Stored data:
+ + + + + + +

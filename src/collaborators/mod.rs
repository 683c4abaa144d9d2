//! Narrow interfaces to the services workflow steps call out to.

mod content;
mod model;
mod search;

use std::sync::Arc;

pub use content::{
    ContentRepository, InMemoryContentRepository, SqliteContentRepository, StoredSyllabus,
    SyllabusKey,
};
pub use model::{AnthropicModel, LanguageModel, ModelTier};
pub use search::{DisabledSearch, SearchHit, WebSearch};

/// The collaborators shared by every workflow.
#[derive(Clone)]
pub struct Collaborators {
    pub model: Arc<dyn LanguageModel>,
    pub search: Arc<dyn WebSearch>,
    pub content: Arc<dyn ContentRepository>,
}

#[cfg(test)]
pub(crate) mod fakes {
    //! Deterministic collaborators for workflow tests.

    use std::sync::Mutex;
    use std::sync::atomic::{AtomicUsize, Ordering};

    use async_trait::async_trait;

    use super::*;
    use crate::error::CollaboratorError;

    type Responder = dyn Fn(&str, ModelTier) -> Result<String, CollaboratorError> + Send + Sync;

    /// Model whose replies are computed from the prompt. Records every prompt.
    pub struct FnModel {
        respond: Box<Responder>,
        pub prompts: Mutex<Vec<String>>,
    }

    impl FnModel {
        pub fn new(
            respond: impl Fn(&str, ModelTier) -> Result<String, CollaboratorError> + Send + Sync + 'static,
        ) -> Self {
            Self {
                respond: Box::new(respond),
                prompts: Mutex::new(Vec::new()),
            }
        }

        /// Always answers with `reply`.
        pub fn constant(reply: &str) -> Self {
            let reply = reply.to_string();
            Self::new(move |_, _| Ok(reply.clone()))
        }

        pub fn calls(&self) -> usize {
            self.prompts.lock().unwrap().len()
        }
    }

    #[async_trait]
    impl LanguageModel for FnModel {
        async fn complete(&self, prompt: &str, tier: ModelTier) -> Result<String, CollaboratorError> {
            self.prompts.lock().unwrap().push(prompt.to_string());
            (self.respond)(prompt, tier)
        }
    }

    /// Search returning a fixed hit list and counting queries.
    #[derive(Default)]
    pub struct StaticSearch {
        pub hits: Vec<SearchHit>,
        pub queries: AtomicUsize,
    }

    impl StaticSearch {
        pub fn with_hits(n: usize) -> Self {
            let hits = (0..n)
                .map(|i| SearchHit {
                    title: format!("Result {i}"),
                    snippet: format!("Snippet {i}"),
                    url: format!("https://example.org/{i}"),
                })
                .collect();
            Self {
                hits,
                queries: AtomicUsize::new(0),
            }
        }

        pub fn query_count(&self) -> usize {
            self.queries.load(Ordering::SeqCst)
        }
    }

    #[async_trait]
    impl WebSearch for StaticSearch {
        async fn search(&self, _query: &str, max_results: usize) -> Result<Vec<SearchHit>, CollaboratorError> {
            self.queries.fetch_add(1, Ordering::SeqCst);
            Ok(self.hits.iter().take(max_results).cloned().collect())
        }
    }

    pub fn collaborators(model: Arc<FnModel>, search: Arc<StaticSearch>) -> Collaborators {
        Collaborators {
            model,
            search,
            content: Arc::new(InMemoryContentRepository::new()),
        }
    }
}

+ + + + + + +

Task details: What is needed is an exact transcription of every entry above.

Solution:
filename src/collaborators/mod.rs
repository 683c4abaa144d9d2
//! Narrow interfaces to the services workflow steps call out to.

mod content;
mod model;
mod search;

use std::sync::Arc;

pub use content::{
    ContentRepository, InMemoryContentRepository, SqliteContentRepository, StoredSyllabus,
    SyllabusKey,
};
pub use model::{AnthropicModel, LanguageModel, ModelTier};
pub use search::{DisabledSearch, SearchHit, WebSearch};

/// The collaborators shared by every workflow.
#[derive(Clone)]
pub struct Collaborators {
    pub model: Arc<dyn LanguageModel>,
    pub search: Arc<dyn WebSearch>,
    pub content: Arc<dyn ContentRepository>,
}

#[cfg(test)]
pub(crate) mod fakes {
    //! Deterministic collaborators for workflow tests.

    use std::sync::Mutex;
    use std::sync::atomic::{AtomicUsize, Ordering};

    use async_trait::async_trait;

    use super::*;
    use crate::error::CollaboratorError;

    type Responder = dyn Fn(&str, ModelTier) -> Result<String, CollaboratorError> + Send + Sync;

    /// Model whose replies are computed from the prompt. Records every prompt.
    pub struct FnModel {
        respond: Box<Responder>,
        pub prompts: Mutex<Vec<String>>,
    }

    impl FnModel {
        pub fn new(
            respond: impl Fn(&str, ModelTier) -> Result<String, CollaboratorError> + Send + Sync + 'static,
        ) -> Self {
            Self {
                respond: Box::new(respond),
                prompts: Mutex::new(Vec::new()),
            }
        }

        /// Always answers with `reply`.
        pub fn constant(reply: &str) -> Self {
            let reply = reply.to_string();
            Self::new(move |_, _| Ok(reply.clone()))
        }

        pub fn calls(&self) -> usize {
            self.prompts.lock().unwrap().len()
        }
    }

    #[async_trait]
    impl LanguageModel for FnModel {
        async fn complete(&self, prompt: &str, tier: ModelTier) -> Result<String, CollaboratorError> {
            self.prompts.lock().unwrap().push(prompt.to_string());
            (self.respond)(prompt, tier)
        }
    }

    /// Search returning a fixed hit list and counting queries.
    #[derive(Default)]
    pub struct StaticSearch {
        pub hits: Vec<SearchHit>,
        pub queries: AtomicUsize,
    }

    impl StaticSearch {
        pub fn with_hits(n: usize) -> Self {
            let hits = (0..n)
                .map(|i| SearchHit {
                    title: format!("Result {i}"),
                    snippet: format!("Snippet {i}"),
                    url: format!("https://example.org/{i}"),
                })
                .collect();
            Self {
                hits,
                queries: AtomicUsize::new(0),
            }
        }

        pub fn query_count(&self) -> usize {
            self.queries.load(Ordering::SeqCst)
        }
    }

    #[async_trait]
    impl WebSearch for StaticSearch {
        async fn search(&self, _query: &str, max_results: usize) -> Result<Vec<SearchHit>, CollaboratorError> {
            self.queries.fetch_add(1, Ordering::SeqCst);
            Ok(self.hits.iter().take(max_results).cloned().collect())
        }
    }

    pub fn collaborators(model: Arc<FnModel>, search: Arc<StaticSearch>) -> Collaborators {
        Collaborators {
            model,
            search,
            content: Arc::new(InMemoryContentRepository::new()),
        }
    }
}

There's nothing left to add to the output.